Sur son blog, à la date du 19 décembre, Jean-Luc Mélenchon revient sur l’appel de militants communistes « pour un rassemblement sans effacement du PCF ». Il conteste que des différences existent entre les élaborations les plus novatrices des communistes et ses propres propositions.
Signataire de cet appel, je me félicite de pouvoir ouvrir un dialogue sur ces différences dont je maintiens, contrairement à la perception que Jean-Luc Mélenchon peut en avoir, qu’elles sont profondes et systématiques. C’est en livrant aux citoyens tous les éléments du débat que nous pourrons construire des convergences, élaborer un programme populaire partagé et rassembler dans le Front de gauche.
1. Jean-Luc Mélenchon met en avant, comme élément premier de son programme économique, un « nouveau partage des richesses ». Mais cela n’est possible, à notre avis, que si l’on commence par changer la façon de produire les richesses, c’est-à-dire, en particulier, les critères qui guident les choix stratégiques des entreprises et des collectivités publiques, ainsi que leur financement.

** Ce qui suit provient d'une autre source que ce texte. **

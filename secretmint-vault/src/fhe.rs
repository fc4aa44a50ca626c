//! FHE engine boundary and the process-wide engine runtime.
//!
//! [`FheBackend`] is the seam to the FHE SDK / relayer: encrypted-input
//! building, decryption key-pair generation and `user_decrypt`. Real
//! deployments bind it to the relayer; tests use
//! [`crate::mock::InMemoryFhe`].
//!
//! [`FheRuntime`] owns the engine handle and its lifecycle:
//!
//! ```text
//! UNINITIALIZED → INITIALIZING → READY
//!       ↑               │
//!       │               └──→ FAILED
//!       └── teardown() ──────────┘
//! ```
//!
//! Callers never queue behind initialization: `engine()` fails fast with
//! `EncryptionServiceUnavailable` unless the runtime is READY. A teardown
//! during INITIALIZING abandons that attempt; its result is discarded.

use async_trait::async_trait;
use k256::ecdsa::SigningKey;
use rand_core::OsRng;
use secretmint_envelope::Address;
use std::collections::HashMap;
use std::fmt;
use std::future::Future;
use std::sync::atomic::{AtomicU64, Ordering};
use std::sync::{Arc, PoisonError, RwLock};
use zeroize::Zeroizing;

use crate::error::{FheError, SealError};
use crate::signer::Signature;
use crate::types::{Handle, InputProof};

// ---------------------------------------------------------------------------
// Values and inputs
// ---------------------------------------------------------------------------

/// Plaintext value carried by an encrypted input or returned by decryption.
/// SecretMint only ever seals addresses.
#[derive(Clone, Copy, Debug, PartialEq, Eq)]
pub enum ClearValue {
    Address(Address),
}

impl ClearValue {
    /// Canonical bytes, used for handle derivation.
    pub fn to_bytes(&self) -> Vec<u8> {
        match self {
            ClearValue::Address(a) => {
                let mut out = vec![0x07];
                out.extend_from_slice(a.as_bytes());
                out
            }
        }
    }
}

/// Encrypted input under construction, bound to a contract and the account
/// that will submit it.
#[derive(Clone, Debug, PartialEq, Eq)]
pub struct EncryptedInputBuilder {
    pub contract: Address,
    pub caller: Address,
    pub values: Vec<ClearValue>,
}

impl EncryptedInputBuilder {
    pub fn new(contract: Address, caller: Address) -> Self {
        Self {
            contract,
            caller,
            values: Vec::new(),
        }
    }

    pub fn add_address(&mut self, value: Address) -> &mut Self {
        self.values.push(ClearValue::Address(value));
        self
    }
}

/// One handle per added value, plus a single proof covering all of them.
#[derive(Clone, Debug, PartialEq, Eq)]
pub struct EncryptedInput {
    pub handles: Vec<Handle>,
    pub input_proof: InputProof,
}

// ---------------------------------------------------------------------------
// User decryption
// ---------------------------------------------------------------------------

/// Client-generated key-pair the relayer re-encrypts results to. Lives for
/// one request.
pub struct DecryptionKeypair {
    pub public_key: Vec<u8>,
    pub private_key: Zeroizing<Vec<u8>>,
}

impl DecryptionKeypair {
    /// Fresh secp256k1 key-pair.
    pub fn generate() -> Self {
        let key = SigningKey::random(&mut OsRng);
        let public_key = key.verifying_key().to_encoded_point(true).as_bytes().to_vec();
        let private_key = Zeroizing::new(key.to_bytes().to_vec());
        Self {
            public_key,
            private_key,
        }
    }
}

impl fmt::Debug for DecryptionKeypair {
    fn fmt(&self, f: &mut fmt::Formatter<'_>) -> fmt::Result {
        f.debug_struct("DecryptionKeypair")
            .field("public_key", &hex::encode(&self.public_key))
            .field("private_key", &"<redacted>")
            .finish()
    }
}

#[derive(Clone, Copy, Debug, PartialEq, Eq)]
pub struct HandleContractPair {
    pub handle: Handle,
    pub contract: Address,
}

/// Everything `user_decrypt` needs; consumed by the call.
#[derive(Debug)]
pub struct UserDecryptRequest {
    pub pairs: Vec<HandleContractPair>,
    pub keypair: DecryptionKeypair,
    pub signature: Signature,
    pub contract_addresses: Vec<Address>,
    pub user: Address,
    pub start_timestamp: u64,
    pub duration_days: u64,
}

// ---------------------------------------------------------------------------
// Backend trait
// ---------------------------------------------------------------------------

#[async_trait]
pub trait FheBackend: Send + Sync {
    /// Encrypt the builder's values and prove them well formed.
    async fn encrypt(&self, input: EncryptedInputBuilder) -> Result<EncryptedInput, FheError>;

    fn generate_keypair(&self) -> DecryptionKeypair {
        DecryptionKeypair::generate()
    }

    /// Decrypt handles the user is allowed to read. Returns handle → value
    /// for every handle the relayer could resolve.
    async fn user_decrypt(
        &self,
        request: UserDecryptRequest,
    ) -> Result<HashMap<Handle, ClearValue>, FheError>;
}

// ---------------------------------------------------------------------------
// Runtime
// ---------------------------------------------------------------------------

#[derive(Clone, Copy, Debug, PartialEq, Eq)]
pub enum EngineStatus {
    Uninitialized,
    Initializing,
    Ready,
    Failed,
}

enum EngineState<B> {
    Uninitialized,
    /// Tagged with the attempt that owns it.
    Initializing(u64),
    Ready(Arc<B>),
    Failed(String),
}

impl<B> EngineState<B> {
    fn status(&self) -> EngineStatus {
        match self {
            EngineState::Uninitialized => EngineStatus::Uninitialized,
            EngineState::Initializing(_) => EngineStatus::Initializing,
            EngineState::Ready(_) => EngineStatus::Ready,
            EngineState::Failed(_) => EngineStatus::Failed,
        }
    }
}

/// Shared, lazily-initialized engine handle.
pub struct FheRuntime<B> {
    state: RwLock<EngineState<B>>,
    attempts: AtomicU64,
}

impl<B: FheBackend> Default for FheRuntime<B> {
    fn default() -> Self {
        Self::new()
    }
}

impl<B: FheBackend> FheRuntime<B> {
    /// Uninitialized runtime.
    pub fn new() -> Self {
        Self {
            state: RwLock::new(EngineState::Uninitialized),
            attempts: AtomicU64::new(0),
        }
    }

    /// Runtime that is READY from the start.
    pub fn ready(engine: B) -> Self {
        Self::ready_shared(Arc::new(engine))
    }

    /// READY runtime over an engine that is also held elsewhere.
    pub fn ready_shared(engine: Arc<B>) -> Self {
        Self {
            state: RwLock::new(EngineState::Ready(engine)),
            attempts: AtomicU64::new(0),
        }
    }

    /// Run `init` once. A second call while INITIALIZING or READY is a no-op;
    /// a FAILED runtime may be initialized again.
    ///
    /// If the runtime is torn down while `init` runs, the result is dropped
    /// and this returns `EncryptionServiceUnavailable`.
    pub async fn initialize<F, Fut>(&self, init: F) -> Result<(), SealError>
    where
        F: FnOnce() -> Fut,
        Fut: Future<Output = Result<B, FheError>>,
    {
        let attempt = {
            let mut state = self.state.write().unwrap_or_else(PoisonError::into_inner);
            match *state {
                EngineState::Initializing(_) | EngineState::Ready(_) => return Ok(()),
                EngineState::Uninitialized | EngineState::Failed(_) => {
                    let attempt = self.attempts.fetch_add(1, Ordering::Relaxed) + 1;
                    *state = EngineState::Initializing(attempt);
                    attempt
                }
            }
        };

        tracing::debug!(attempt, "initializing FHE engine");
        let result = init().await;

        let mut state = self.state.write().unwrap_or_else(PoisonError::into_inner);
        if !matches!(*state, EngineState::Initializing(current) if current == attempt) {
            tracing::debug!(attempt, "FHE engine initialization abandoned");
            return Err(SealError::EncryptionServiceUnavailable);
        }
        match result {
            Ok(engine) => {
                *state = EngineState::Ready(Arc::new(engine));
                tracing::info!("FHE engine ready");
                Ok(())
            }
            Err(e) => {
                tracing::warn!(error = %e, "FHE engine initialization failed");
                *state = EngineState::Failed(e.to_string());
                Err(SealError::Engine(e.to_string()))
            }
        }
    }

    pub fn status(&self) -> EngineStatus {
        self.state.read().unwrap_or_else(PoisonError::into_inner).status()
    }

    pub fn is_ready(&self) -> bool {
        self.status() == EngineStatus::Ready
    }

    /// Initialization error, if the last attempt failed.
    pub fn last_error(&self) -> Option<String> {
        match &*self.state.read().unwrap_or_else(PoisonError::into_inner) {
            EngineState::Failed(msg) => Some(msg.clone()),
            _ => None,
        }
    }

    /// The engine, or `EncryptionServiceUnavailable` if not READY.
    pub fn engine(&self) -> Result<Arc<B>, SealError> {
        match &*self.state.read().unwrap_or_else(PoisonError::into_inner) {
            EngineState::Ready(engine) => Ok(engine.clone()),
            _ => Err(SealError::EncryptionServiceUnavailable),
        }
    }

    /// Drop the engine. In-flight operations keep their own `Arc`.
    pub fn teardown(&self) {
        *self.state.write().unwrap_or_else(PoisonError::into_inner) = EngineState::Uninitialized;
        tracing::debug!("FHE engine torn down");
    }
}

2. Jean-Luc Mélenchon poursuit la tradition sociale-démocrate qui voit dans l’action de l’État le moyen essentiel d’une politique de gauche. De notre côté, nous croyons qu’une autre civilisation exigera l’essor de nouveaux services publics, avec de nouveaux pouvoirs des travailleurs et des citoyens, non seulement pour la transformation de l’État, mais aussi dans les entreprises, dans les banques (en particulier au sein d’un pôle financier public), dans les services publics, dans les régions, dans les instances européennes, dans les organisations internationales.
3. Jean-Luc Mélenchon ne manque pas de critiquer la dictature de la finance mais il n’indique pas, contrairement à nos propositions, comment la conquête de nouveaux pouvoirs sur le crédit bancaire permettrait de s’en affranchir.
Ainsi, à propos de la BCE, faire référence à un objectif de « plein-emploi » ne suffit pas. Nous jugeons indispensable d’appeler à se battre pour une autre construction monétaire européenne, pour que la Banque centrale européenne réserve ses refinancements aux crédits bancaires qui financent des investissements visant une sécurisation des activités professionnelles, jusqu’à une éradication complète du chômage.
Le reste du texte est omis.